• [Exercise details]
Everything from the first line below through the line with "pub const fn" is to be transcribed exactly, and nothing past it.

=== Raw data ===

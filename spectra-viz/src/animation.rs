/// Cursor into a fixed cyclic sequence of `len` positions.
///
/// Each `advance` moves one step; after the last position it wraps to 0.
#[derive(Debug, Clone, Copy, PartialEq, Eq)]
pub struct AnimationCursor {
    position: usize,
    len: usize,
    ticks: u64,
}

impl AnimationCursor {
    pub const fn new(len: usize) -> Self {
        Self {
            position: 0,
            len,
            ticks: 0,
        }
    }

    pub fn position(&self) -> usize {
        self.position
    }

    pub fn len(&self) -> usize {
        self.len
    }

    pub fn is_empty(&self) -> bool {
        self.len == 0
    }

    /// Number of ticks seen since creation.
    pub fn ticks(&self) -> u64 {
        self.ticks
    }

    /// Moves to the next position and returns it. An empty cursor stays at 0.
    pub fn advance(&mut self) -> usize {
        self.ticks = self.ticks.wrapping_add(1);
        if self.len > 0 {
            self.position = (self.position + 1) % self.len;
        }
        self.position
    }

    /// The element of `sequence` under the cursor.
    pub fn current<T: Copy>(&self, sequence: &[T]) -> Option<T> {
        sequence.get(self.position).copied()
    }
}

#[cfg(test)]
mod tests {
    use super::*;
    use alloc::vec::Vec;

    const DOUBLING: [u8; 7] = [1, 2, 4, 8, 7, 5, 1];

    #[test]
    fn test_cursor_walks_sequence_and_wraps() {
        let mut cursor = AnimationCursor::new(DOUBLING.len());
        assert_eq!(cursor.position(), 0);
        assert_eq!(cursor.current(&DOUBLING), Some(1));

        let mut seen = Vec::new();
        for _ in 0..DOUBLING.len() {
            seen.push(cursor.current(&DOUBLING).unwrap());
            cursor.advance();
        }
        assert_eq!(seen, DOUBLING.to_vec());
        assert_eq!(cursor.position(), 0, "wraps to index 0 after the last element");
        assert_eq!(cursor.ticks(), 7);
    }

    #[test]
    fn test_advance_returns_new_position() {
        let mut cursor = AnimationCursor::new(3);
        assert_eq!(cursor.advance(), 1);
        assert_eq!(cursor.advance(), 2);
        assert_eq!(cursor.advance(), 0);
    }

    #[test]
    fn test_empty_cursor_stays_put() {
        let mut cursor = AnimationCursor::new(0);
        assert!(cursor.is_empty());
        assert_eq!(cursor.advance(), 0);
        assert_eq!(cursor.current::<u8>(&[]), None);
    }
}
use std::time::Duration;

pub const SPECTRUM_WIDTH: u32 = 1200;
pub const SPECTRUM_HEIGHT: u32 = 700;

pub const CHAKRA_WIDTH: u32 = 700;
pub const CHAKRA_HEIGHT: u32 = 800;

pub const NUMEROLOGY_WIDTH: u32 = 600;
pub const NUMEROLOGY_HEIGHT: u32 = 600;

pub const FRAME_DELAY_MS: u64 = 16;
/// One highlighted segment per half second.
pub const ANIMATION_PERIOD: Duration = Duration::from_millis(500);
/// Pixels scrolled per mouse wheel notch.
pub const SCROLL_STEP: i32 = 40;
pub const TONE_QUEUE_CAPACITY: usize = 4;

===

• [Expected output]
filename spectra-viz/src/animation.rs
/// Cursor into a fixed cyclic sequence of `len` positions.
///
/// Each `advance` moves one step; after the last position it wraps to 0.
#[derive(Debug, Clone, Copy, PartialEq, Eq)]
pub struct AnimationCursor {
    position: usize,
    len: usize,
    ticks: u64,
}

impl AnimationCursor {
    pub const fn new(len: usize) -> Self {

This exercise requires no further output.